Other interviews included people who had run aid stations, people who were standing at aid stations watching the race, and people who were involved with charities that supported the race. Particularly bad was an interview with a family who had been at the 2013 Boston Marathon, even though the video feed had just shown that Kenenisa Bekele had been dropped from the lead pack during the lengthy feature that just finished. A little bit after that, the weather reporter said that because "not much is happening" behind her, they could take another look at the weather. NBC showed pretty much all of the last three miles of the race, but chose to take a commercial break between 24 and 25 miles, which is when Eliud Kipchoge separated himself from Sammy Kitwara and Dickson Chumba.

The coverage was atrocious, but that a major marathon is televised and anyone around the world can watch it is a good state of affairs for track, considering that few non-championship track meets are televised. I have no idea how many people watch NBC in Chicago on a Sunday morning, but it might well have been the case that the number of people who watched even a portion of the telecast online exceeds the number of people watching it on a TV (I'm imagining both numbers in the tens of thousands and using the number of people who run marathons as a barometer).

NBC really isn't to blame because the number of people who care about how a race is shown is really small. Outside of the LetsRun bubble, knowing that the lead pack was not simply jogging despite appearances is on the knowledgeable end of the spectrum, knowing anything more really means you represent less than one percent of the one percent who would watch the race in the first place.

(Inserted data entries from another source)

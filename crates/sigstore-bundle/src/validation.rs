//! Bundle validation
//!
//! Validates Sigstore bundles according to version-specific rules. Every
//! violation is collected so callers see the complete list of offending field
//! paths, not just the first one.

use crate::error::{Error, Result};
use crate::validated::{
    Content, KeyMaterial, SignedEnvelope, SignedMessage, TlogEntry, ValidatedBundle,
};
use sigstore_types::{Bundle, DsseEnvelope, MediaType, MessageSignature, VerificationMaterial};

/// Validate a Sigstore bundle and narrow it to a [`ValidatedBundle`]
pub fn validate_bundle(bundle: &Bundle) -> Result<ValidatedBundle> {
    let mut invalid = Vec::new();

    let version = match bundle.version() {
        Ok(version) => Some(version),
        Err(_) => {
            invalid.push("mediaType".to_string());
            None
        }
    };

    let content = validate_content(bundle, &mut invalid);

    let material = match &bundle.verification_material {
        Some(vm) => Some(vm),
        None => {
            invalid.push("verificationMaterial".to_string());
            None
        }
    };
    let key_material = material.and_then(|vm| validate_key_material(vm, &mut invalid));
    let tlog_entries = material.map(|vm| validate_tlog_entries(vm, &mut invalid));

    if let (Some(version), Some(vm)) = (version, material) {
        match version {
            MediaType::Bundle0_1 => require_inclusion_promises(vm, &mut invalid),
            MediaType::Bundle0_2 => require_inclusion_proofs(vm, &mut invalid),
            MediaType::Bundle0_3 => {
                require_inclusion_proofs(vm, &mut invalid);
                if vm.x509_certificate_chain.is_some() {
                    invalid.push("verificationMaterial.x509CertificateChain".to_string());
                }
            }
        }
    }

    match (version, content, key_material, tlog_entries) {
        (Some(version), Some(content), Some(key_material), Some(tlog_entries))
            if invalid.is_empty() =>
        {
            let rfc3161_timestamps = material
                .and_then(|vm| vm.timestamp_verification_data.as_ref())
                .map(|tvd| {
                    tvd.rfc3161_timestamps
                        .iter()
                        .map(|ts| ts.signed_timestamp.clone())
                        .collect()
                })
                .unwrap_or_default();

            Ok(ValidatedBundle {
                media_type: bundle.media_type.clone(),
                version,
                content,
                key_material,
                tlog_entries,
                rfc3161_timestamps,
            })
        }
        _ => {
            tracing::debug!(fields = ?invalid, "bundle failed shape validation");
            Err(Error::Validation { fields: invalid })
        }
    }
}

fn validate_content(bundle: &Bundle, invalid: &mut Vec<String>) -> Option<Content> {
    match (&bundle.message_signature, &bundle.dsse_envelope) {
        (Some(msg), None) => validate_message_signature(msg, invalid).map(Content::MessageSignature),
        (None, Some(env)) => validate_dsse_envelope(env, invalid).map(Content::DsseEnvelope),
        _ => {
            invalid.push("content".to_string());
            None
        }
    }
}

fn validate_message_signature(
    msg: &MessageSignature,
    invalid: &mut Vec<String>,
) -> Option<SignedMessage> {
    let digest = msg
        .message_digest
        .as_ref()
        .and_then(|md| md.digest.as_ref().map(|d| (md.algorithm, d)))
        .filter(|(_, d)| !d.is_empty());
    if digest.is_none() {
        invalid.push("messageSignature.messageDigest.digest".to_string());
    }

    let signature = msg.signature.as_ref().filter(|s| !s.is_empty());
    if signature.is_none() {
        invalid.push("messageSignature.signature".to_string());
    }

    let (digest_algorithm, digest) = digest?;
    Some(SignedMessage {
        digest_algorithm,
        digest: digest.clone(),
        signature: signature?.clone(),
    })
}

fn validate_dsse_envelope(env: &DsseEnvelope, invalid: &mut Vec<String>) -> Option<SignedEnvelope> {
    let payload = env.payload.as_ref().filter(|p| !p.is_empty());
    if payload.is_none() {
        invalid.push("dsseEnvelope.payload".to_string());
    }

    let signature = match env.signatures.as_slice() {
        [only] => {
            let sig = only.sig.as_ref().filter(|s| !s.is_empty());
            if sig.is_none() {
                invalid.push("dsseEnvelope.signatures[0].sig".to_string());
            }
            sig.map(|sig| (only.keyid.clone(), sig.clone()))
        }
        _ => {
            invalid.push("dsseEnvelope.signatures".to_string());
            None
        }
    };

    let (keyid, signature) = signature?;
    Some(SignedEnvelope {
        payload_type: env.payload_type.clone(),
        payload: payload?.clone(),
        keyid,
        signature,
    })
}

fn validate_key_material(
    vm: &VerificationMaterial,
    invalid: &mut Vec<String>,
) -> Option<KeyMaterial> {
    match (&vm.x509_certificate_chain, &vm.certificate, &vm.public_key) {
        (Some(chain), None, None) => {
            if chain.certificates.is_empty() {
                invalid.push("verificationMaterial.x509CertificateChain.certificates".to_string());
                return None;
            }
            let mut ders = Vec::with_capacity(chain.certificates.len());
            for (i, cert) in chain.certificates.iter().enumerate() {
                match cert.raw_bytes.as_ref().filter(|b| !b.is_empty()) {
                    Some(der) => ders.push(der.clone()),
                    None => invalid.push(format!(
                        "verificationMaterial.x509CertificateChain.certificates[{}].rawBytes",
                        i
                    )),
                }
            }
            (ders.len() == chain.certificates.len()).then_some(KeyMaterial::X509CertificateChain(ders))
        }
        (None, Some(cert), None) => match cert.raw_bytes.as_ref().filter(|b| !b.is_empty()) {
            Some(der) => Some(KeyMaterial::Certificate(der.clone())),
            None => {
                invalid.push("verificationMaterial.certificate.rawBytes".to_string());
                None
            }
        },
        (None, None, Some(key)) => Some(KeyMaterial::PublicKey {
            hint: key.hint.clone(),
        }),
        _ => {
            invalid.push("verificationMaterial.content".to_string());
            None
        }
    }
}

fn validate_tlog_entries(vm: &VerificationMaterial, invalid: &mut Vec<String>) -> Vec<TlogEntry> {
    let mut entries = Vec::with_capacity(vm.tlog_entries.len());
    for (i, entry) in vm.tlog_entries.iter().enumerate() {
        if entry.log_id.is_none() {
            invalid.push(format!("verificationMaterial.tlogEntries[{}].logId", i));
        }
        if entry.kind_version.is_none() {
            invalid.push(format!("verificationMaterial.tlogEntries[{}].kindVersion", i));
        }
        let (Some(log_id), Some(kind_version)) = (&entry.log_id, &entry.kind_version) else {
            continue;
        };
        entries.push(TlogEntry {
            log_index: entry.log_index,
            log_id: log_id.key_id.clone(),
            kind_version: kind_version.clone(),
            integrated_time: entry.integrated_time,
            inclusion_promise: entry
                .inclusion_promise
                .as_ref()
                .map(|p| p.signed_entry_timestamp.clone()),
            inclusion_proof: entry.inclusion_proof.clone(),
            canonicalized_body: entry.canonicalized_body.clone(),
        });
    }
    entries
}

/// Version 0.1: every entry must carry a signed entry timestamp
fn require_inclusion_promises(vm: &VerificationMaterial, invalid: &mut Vec<String>) {
    for (i, entry) in vm.tlog_entries.iter().enumerate() {
        if entry.inclusion_promise.is_none() {
            invalid.push(format!(
                "verificationMaterial.tlogEntries[{}].inclusionPromise",
                i
            ));
        }
    }
}

/// Version 0.2 and later: every entry must carry an inclusion proof with a checkpoint
fn require_inclusion_proofs(vm: &VerificationMaterial, invalid: &mut Vec<String>) {
    for (i, entry) in vm.tlog_entries.iter().enumerate() {
        match &entry.inclusion_proof {
            None => invalid.push(format!(
                "verificationMaterial.tlogEntries[{}].inclusionProof",
                i
            )),
            Some(proof) if proof.checkpoint.is_none() => invalid.push(format!(
                "verificationMaterial.tlogEntries[{}].inclusionProof.checkpoint",
                i
            )),
            Some(_) => {}
        }
    }
}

Although major marathons are increasingly and now absurdly popular, with both world records and Boston qualifying times slowly dropping, this hasn't really translated into anything beyond "2:02:57! Wow, that's fast!" in terms of an interest in running as a spectator sport. You can make improvements in how its presented, but I don't think it's ever going to change, not that the improbability is going to stop me from posts on media coverage of running.

1 comment:

Anonymous said...

Watched the 2017 run and sad to see nothing has changed. Your analysis was and remains spot-on. Ridiculous that they haven't learned from their mistakes.